● Directions for this task: Using the records that follow, work out the number of lines with the word "reason" in them; reply with that number only.

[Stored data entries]

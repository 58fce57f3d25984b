//! Single-pass transaction execution over a lazily forked state

use crate::error::{ForkError, ForkResult};
use crate::hooks::LazyFork;
use crate::record::{AccessList, ForkRecord};
use forksim_evm::gas;
use forksim_evm::{
    BlockContext, CallContext, Environment, EvmError, Interpreter, JournaledState, Log, StateAccess,
    TxContext,
};
use forksim_primitives::{Address, U256};
use forksim_rpc::{BlockTag, StateSource};
use forksim_storage::{State, StateCache, StorageResult};
use tracing::debug;

/// Precompile addresses, warm from the start of every transaction
pub const PRECOMPILES: std::ops::RangeInclusive<u64> = 0x01..=0x0a;

/// A message call ready to run
#[derive(Clone, Debug, Default)]
pub struct Transaction {
    /// Sender, also the transaction origin
    pub sender: Address,
    /// Called account
    pub target: Address,
    /// Block the remote lookups read
    pub block: BlockTag,
    /// Gas limit, intrinsic gas included
    pub gas_limit: u64,
    /// Gas price, visible to GASPRICE
    pub gas_price: U256,
    /// Value sent to the target
    pub value: U256,
    /// Call data
    pub input: Vec<u8>,
    /// Fetched target code, installed as a fact when the target has none;
    /// `None` runs whatever the target already has
    pub code: Option<Vec<u8>>,
    /// Code replacing the target's, written like a deployment so that later
    /// transactions over the same state see it too
    pub code_override: Option<Vec<u8>>,
    /// Remote sender balance learned before execution
    pub funded_balance: Option<U256>,
}

/// What a completed run produced
#[derive(Clone, Debug)]
pub struct ExecutionOutcome {
    /// RETURN data
    pub output: Vec<u8>,
    /// Gas charged after the refund
    pub gas_used: u64,
    /// Refund applied, already capped
    pub refund: u64,
    /// Intrinsic part of the gas
    pub intrinsic_gas: u64,
    /// Logs in emission order
    pub logs: Vec<Log>,
    /// Facts known after the run, with the access list it built
    pub record: ForkRecord,
    /// State changes made by the transaction, on top of any pending writes
    /// it started from
    pub writes: StateCache,
}

impl ExecutionOutcome {
    /// Apply the writes to a working state
    pub fn flush_into<S: State>(&self, state: &mut S) -> StorageResult<()> {
        self.writes.apply_to(state)
    }
}

/// Run one transaction.
///
/// `record` seeds the fetch sets, and its access list is the warm list the
/// transaction declares (charged as intrinsic gas, warm from the start).
/// `pending` holds writes of earlier, uncommitted transactions.
///
/// Fetched facts land in `state`; the transaction's own writes come back in
/// [`ExecutionOutcome::writes`]. A transaction that does not complete is an
/// error, with REVERT data kept in [`EvmError::Revert`].
pub fn execute<S, R>(
    tx: &Transaction,
    block: &BlockContext,
    state: &mut S,
    pending: StateCache,
    mut record: ForkRecord,
    source: &R,
) -> ForkResult<ExecutionOutcome>
where
    S: State,
    R: StateSource + ?Sized,
{
    let warm = record.take_access_list();
    state.create_account(&tx.sender)?;
    let mut journal = JournaledState::with_pending(state, pending);

    if let Some(funded) = tx.funded_balance {
        let local = journal.get_balance(&tx.sender)?;
        if funded > local {
            journal.preload_balance_credit(&tx.sender, funded - local)?;
        }
        record.balances.insert(tx.sender);
    } else if !tx.value.is_zero() {
        record.balances.insert(tx.sender);
    }

    if let Some(code) = &tx.code {
        journal.preload_code(&tx.target, code.clone())?;
        record.code.insert(tx.target);
    }
    if let Some(code) = &tx.code_override {
        journal.set_code(&tx.target, code.clone())?;
    }

    warm_up(&mut journal, tx, block, &warm);

    let intrinsic_gas = gas::intrinsic_gas(&tx.input, warm.len(), warm.storage_key_count());
    if tx.gas_limit < intrinsic_gas {
        return Err(ForkError::Execution(EvmError::OutOfGas));
    }

    journal.transfer(&tx.sender, &tx.target, tx.value)?;

    let env = Environment::new(
        CallContext::new(
            tx.target,
            tx.sender,
            tx.value,
            tx.input.clone(),
            tx.gas_limit - intrinsic_gas,
        ),
        block.clone(),
        TxContext {
            origin: tx.sender,
            gas_price: tx.gas_price,
        },
    );
    let code = journal.get_code(&tx.target)?;
    let mut hook = LazyFork::new(source, tx.block, record);
    let result = Interpreter::new(code, tx.gas_limit - intrinsic_gas).run_hooked(&env, &mut journal, &mut hook)?;

    if !result.success {
        let reason = result.halt.unwrap_or(EvmError::OutOfGas);
        debug!(target = %tx.target, %reason, "transaction failed");
        return Err(ForkError::Execution(reason));
    }

    let gas_used = tx.gas_limit - result.gas_left;
    let refund = gas::capped_refund(gas_used, journal.refund());
    let record = hook.finish();
    debug!(
        target = %tx.target,
        gas_used = gas_used - refund,
        refund,
        intrinsic_gas,
        fetched = record.fact_count(),
        "transaction executed"
    );

    Ok(ExecutionOutcome {
        output: result.output,
        gas_used: gas_used - refund,
        refund,
        intrinsic_gas,
        logs: result.logs,
        record,
        writes: journal.into_writes(),
    })
}

fn warm_up<S: StateAccess>(state: &mut S, tx: &Transaction, block: &BlockContext, warm: &AccessList) {
    state.warm_address(&tx.sender);
    state.warm_address(&tx.target);
    state.warm_address(&block.coinbase);
    for precompile in PRECOMPILES {
        state.warm_address(&Address::from_low_u64_be(precompile));
    }
    for item in warm.items() {
        state.warm_address(&item.address);
        for slot in &item.storage_keys {
            state.warm_storage(&item.address, slot);
        }
    }
}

● Reply to the exercise: 3